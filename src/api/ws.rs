use std::collections::HashSet;
use std::sync::Arc;
use std::thread;

use axum::extract::ws::{Message, WebSocket, WebSocketUpgrade};
use axum::extract::Extension;
use axum::response::Response;
use futures_util::{SinkExt, StreamExt};
use parking_lot::RwLock;
use serde::Deserialize;
use serde_json::json;
use tokio::sync::mpsc;
use tracing::debug;

use super::dto::TradeView;
use super::AppState;
use crate::events::MarketDataEvent;

const CHANNELS: [&str; 2] = ["trades", "orderbook"];

/// A client-initiated control message: subscribe to or unsubscribe from a channel.
#[derive(Debug, Deserialize)]
struct ClientMessage {
    action: String,
    channel: String,
}

pub async fn ws_handler(
    ws: WebSocketUpgrade,
    Extension(state): Extension<Arc<AppState>>,
) -> Response {
    ws.on_upgrade(move |socket| handle_socket(socket, state))
}

/// Runs one WebSocket connection: a bus subscription pushes market data filtered by
/// the connection's channel set, while control messages toggle that set. A slow
/// client never backpressures the engine; its bus queue drops oldest instead.
async fn handle_socket(socket: WebSocket, state: Arc<AppState>) {
    let (mut sink, mut stream) = socket.split();

    let subscription = state.engine.subscribe();
    let subscription_id = subscription.id();
    let channels: Arc<RwLock<HashSet<String>>> = Arc::new(RwLock::new(HashSet::new()));

    let (tx, mut rx) = mpsc::unbounded_channel::<String>();

    // Bridge the blocking bus subscription onto the async socket. The thread ends
    // when the subscription is detached (receive yields None) or the socket task
    // goes away (send fails).
    let forward_channels = Arc::clone(&channels);
    let _forwarder = thread::spawn(move || {
        while let Some((event, _metadata)) = subscription.receive() {
            if !forward_channels.read().contains(event.channel()) {
                continue;
            }
            let payload = match &event {
                MarketDataEvent::Trade(trade) => json!({
                    "type": "trade",
                    "data": TradeView::from(trade.clone()),
                }),
                MarketDataEvent::BookSnapshot(snapshot) => json!({
                    "type": "orderbook",
                    "data": snapshot,
                }),
            };
            if tx.send(payload.to_string()).is_err() {
                break;
            }
        }
    });

    let welcome = json!({
        "type": "connected",
        "message": "connected to matchbook market data",
        "available_channels": CHANNELS,
    });
    if sink.send(Message::Text(welcome.to_string())).await.is_err() {
        state.engine.unsubscribe(subscription_id);
        return;
    }

    loop {
        tokio::select! {
            pushed = rx.recv() => {
                match pushed {
                    Some(text) => {
                        if sink.send(Message::Text(text)).await.is_err() {
                            break;
                        }
                    }
                    None => break,
                }
            }
            incoming = stream.next() => {
                match incoming {
                    Some(Ok(Message::Text(text))) => {
                        let reply = process_message(&text, &channels);
                        if sink.send(Message::Text(reply.to_string())).await.is_err() {
                            break;
                        }
                    }
                    Some(Ok(Message::Close(_))) | None => break,
                    Some(Ok(_)) => {}
                    Some(Err(_)) => break,
                }
            }
        }
    }

    state.engine.unsubscribe(subscription_id);
    debug!(%subscription_id, "websocket disconnected");
}

fn process_message(text: &str, channels: &RwLock<HashSet<String>>) -> serde_json::Value {
    let Ok(message) = serde_json::from_str::<ClientMessage>(text) else {
        return json!({"type": "error", "message": "invalid message"});
    };
    if !CHANNELS.contains(&message.channel.as_str()) {
        return json!({
            "type": "error",
            "message": format!("unknown channel: {}", message.channel),
        });
    }

    match message.action.as_str() {
        "subscribe" => {
            channels.write().insert(message.channel.clone());
            json!({"type": "subscribed", "channel": message.channel})
        }
        "unsubscribe" => {
            channels.write().remove(&message.channel);
            json!({"type": "unsubscribed", "channel": message.channel})
        }
        other => json!({
            "type": "error",
            "message": format!("unknown action: {}", other),
        }),
    }
}

#[cfg(test)]
mod tests {
    use super::*;

    #[test]
    fn test_subscribe_toggles_channel_set() {
        let channels = RwLock::new(HashSet::new());

        let reply = process_message(r#"{"action":"subscribe","channel":"trades"}"#, &channels);
        assert_eq!(reply["type"], "subscribed");
        assert!(channels.read().contains("trades"));

        let reply = process_message(r#"{"action":"unsubscribe","channel":"trades"}"#, &channels);
        assert_eq!(reply["type"], "unsubscribed");
        assert!(!channels.read().contains("trades"));
    }

    #[test]
    fn test_invalid_messages_are_errors() {
        let channels = RwLock::new(HashSet::new());

        let reply = process_message("not json", &channels);
        assert_eq!(reply["type"], "error");

        let reply = process_message(r#"{"action":"subscribe","channel":"candles"}"#, &channels);
        assert_eq!(reply["type"], "error");

        let reply = process_message(r#"{"action":"noop","channel":"trades"}"#, &channels);
        assert_eq!(reply["type"], "error");
        assert!(channels.read().is_empty());
    }
}
use std::sync::Arc;

use tracing::{error, info};
use tracing_subscriber::EnvFilter;

use matchbook::{Api, Config, MatchingEngine};

#[tokio::main]
async fn main() {
    tracing_subscriber::fmt()
        .with_env_filter(
            EnvFilter::try_from_default_env().unwrap_or_else(|_| EnvFilter::new("info")),
        )
        .init();

    let config = Config::from_env();

    let engine = Arc::new(MatchingEngine::with_options(
        config.recent_trades_cap,
        config.default_depth,
        config.event_queue_cap,
    ));
    for spec in &config.symbols {
        engine.register_symbol(spec.clone());
    }

    info!(
        addr = %config.listen_addr,
        symbols = config.symbols.len(),
        "starting matchbook"
    );

    let api = Api::new(
        config.listen_addr,
        engine,
        config.default_depth,
        config.max_trades_limit,
    );
    if let Err(err) = api.serve().await {
        error!(%err, "server terminated");
        std::process::exit(1);
    }
}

▸ **WHAT NEEDS TO BE DONE**
All of the entries, from the first line to the last, should be duplicated exactly.

▸ **ANSWER**
filename src/api/ws.rs
use std::collections::HashSet;
use std::sync::Arc;
use std::thread;

use axum::extract::ws::{Message, WebSocket, WebSocketUpgrade};
use axum::extract::Extension;
use axum::response::Response;
use futures_util::{SinkExt, StreamExt};
use parking_lot::RwLock;
use serde::Deserialize;
use serde_json::json;
use tokio::sync::mpsc;
use tracing::debug;

use super::dto::TradeView;
use super::AppState;
use crate::events::MarketDataEvent;

const CHANNELS: [&str; 2] = ["trades", "orderbook"];

/// A client-initiated control message: subscribe to or unsubscribe from a channel.
#[derive(Debug, Deserialize)]
struct ClientMessage {
    action: String,
    channel: String,
}

pub async fn ws_handler(
    ws: WebSocketUpgrade,
    Extension(state): Extension<Arc<AppState>>,
) -> Response {
    ws.on_upgrade(move |socket| handle_socket(socket, state))
}

/// Runs one WebSocket connection: a bus subscription pushes market data filtered by
/// the connection's channel set, while control messages toggle that set. A slow
/// client never backpressures the engine; its bus queue drops oldest instead.
async fn handle_socket(socket: WebSocket, state: Arc<AppState>) {
    let (mut sink, mut stream) = socket.split();

    let subscription = state.engine.subscribe();
    let subscription_id = subscription.id();
    let channels: Arc<RwLock<HashSet<String>>> = Arc::new(RwLock::new(HashSet::new()));

    let (tx, mut rx) = mpsc::unbounded_channel::<String>();

    // Bridge the blocking bus subscription onto the async socket. The thread ends
    // when the subscription is detached (receive yields None) or the socket task
    // goes away (send fails).
    let forward_channels = Arc::clone(&channels);
    let _forwarder = thread::spawn(move || {
        while let Some((event, _metadata)) = subscription.receive() {
            if !forward_channels.read().contains(event.channel()) {
                continue;
            }
            let payload = match &event {
                MarketDataEvent::Trade(trade) => json!({
                    "type": "trade",
                    "data": TradeView::from(trade.clone()),
                }),
                MarketDataEvent::BookSnapshot(snapshot) => json!({
                    "type": "orderbook",
                    "data": snapshot,
                }),
            };
            if tx.send(payload.to_string()).is_err() {
                break;
            }
        }
    });

    let welcome = json!({
        "type": "connected",
        "message": "connected to matchbook market data",
        "available_channels": CHANNELS,
    });
    if sink.send(Message::Text(welcome.to_string())).await.is_err() {
        state.engine.unsubscribe(subscription_id);
        return;
    }

    loop {
        tokio::select! {
            pushed = rx.recv() => {
                match pushed {
                    Some(text) => {
                        if sink.send(Message::Text(text)).await.is_err() {
                            break;
                        }
                    }
                    None => break,
                }
            }
            incoming = stream.next() => {
                match incoming {
                    Some(Ok(Message::Text(text))) => {
                        let reply = process_message(&text, &channels);
                        if sink.send(Message::Text(reply.to_string())).await.is_err() {
                            break;
                        }
                    }
                    Some(Ok(Message::Close(_))) | None => break,
                    Some(Ok(_)) => {}
                    Some(Err(_)) => break,
                }
            }
        }
    }

    state.engine.unsubscribe(subscription_id);
    debug!(%subscription_id, "websocket disconnected");
}

fn process_message(text: &str, channels: &RwLock<HashSet<String>>) -> serde_json::Value {
    let Ok(message) = serde_json::from_str::<ClientMessage>(text) else {
        return json!({"type": "error", "message": "invalid message"});
    };
    if !CHANNELS.contains(&message.channel.as_str()) {
        return json!({
            "type": "error",
            "message": format!("unknown channel: {}", message.channel),
        });
    }

    match message.action.as_str() {
        "subscribe" => {
            channels.write().insert(message.channel.clone());
            json!({"type": "subscribed", "channel": message.channel})
        }
        "unsubscribe" => {
            channels.write().remove(&message.channel);
            json!({"type": "unsubscribed", "channel": message.channel})
        }
        other => json!({
            "type": "error",
            "message": format!("unknown action: {}", other),
        }),
    }
}

#[cfg(test)]
mod tests {
    use super::*;

    #[test]
    fn test_subscribe_toggles_channel_set() {
        let channels = RwLock::new(HashSet::new());

        let reply = process_message(r#"{"action":"subscribe","channel":"trades"}"#, &channels);
        assert_eq!(reply["type"], "subscribed");
        assert!(channels.read().contains("trades"));

        let reply = process_message(r#"{"action":"unsubscribe","channel":"trades"}"#, &channels);
        assert_eq!(reply["type"], "unsubscribed");
        assert!(!channels.read().contains("trades"));
    }

    #[test]
    fn test_invalid_messages_are_errors() {
        let channels = RwLock::new(HashSet::new());

        let reply = process_message("not json", &channels);
        assert_eq!(reply["type"], "error");

        let reply = process_message(r#"{"action":"subscribe","channel":"candles"}"#, &channels);
        assert_eq!(reply["type"], "error");

        let reply = process_message(r#"{"action":"noop","channel":"trades"}"#, &channels);
        assert_eq!(reply["type"], "error");
        assert!(channels.read().is_empty());
    }
}
use std::sync::Arc;

use tracing::{error, info};
use tracing_subscriber::EnvFilter;

use matchbook::{Api, Config, MatchingEngine};

#[tokio::main]
async fn main() {
    tracing_subscriber::fmt()
        .with_env_filter(
            EnvFilter::try_from_default_env().unwrap_or_else(|_| EnvFilter::new("info")),
        )
        .init();

    let config = Config::from_env();

    let engine = Arc::new(MatchingEngine::with_options(
        config.recent_trades_cap,
        config.default_depth,
        config.event_queue_cap,
    ));
    for spec in &config.symbols {
        engine.register_symbol(spec.clone());
    }

    info!(
        addr = %config.listen_addr,
        symbols = config.symbols.len(),
        "starting matchbook"
    );

    let api = Api::new(
        config.listen_addr,
        engine,
        config.default_depth,
        config.max_trades_limit,
    );
    if let Err(err) = api.serve().await {
        error!(%err, "server terminated");
        std::process::exit(1);
    }
}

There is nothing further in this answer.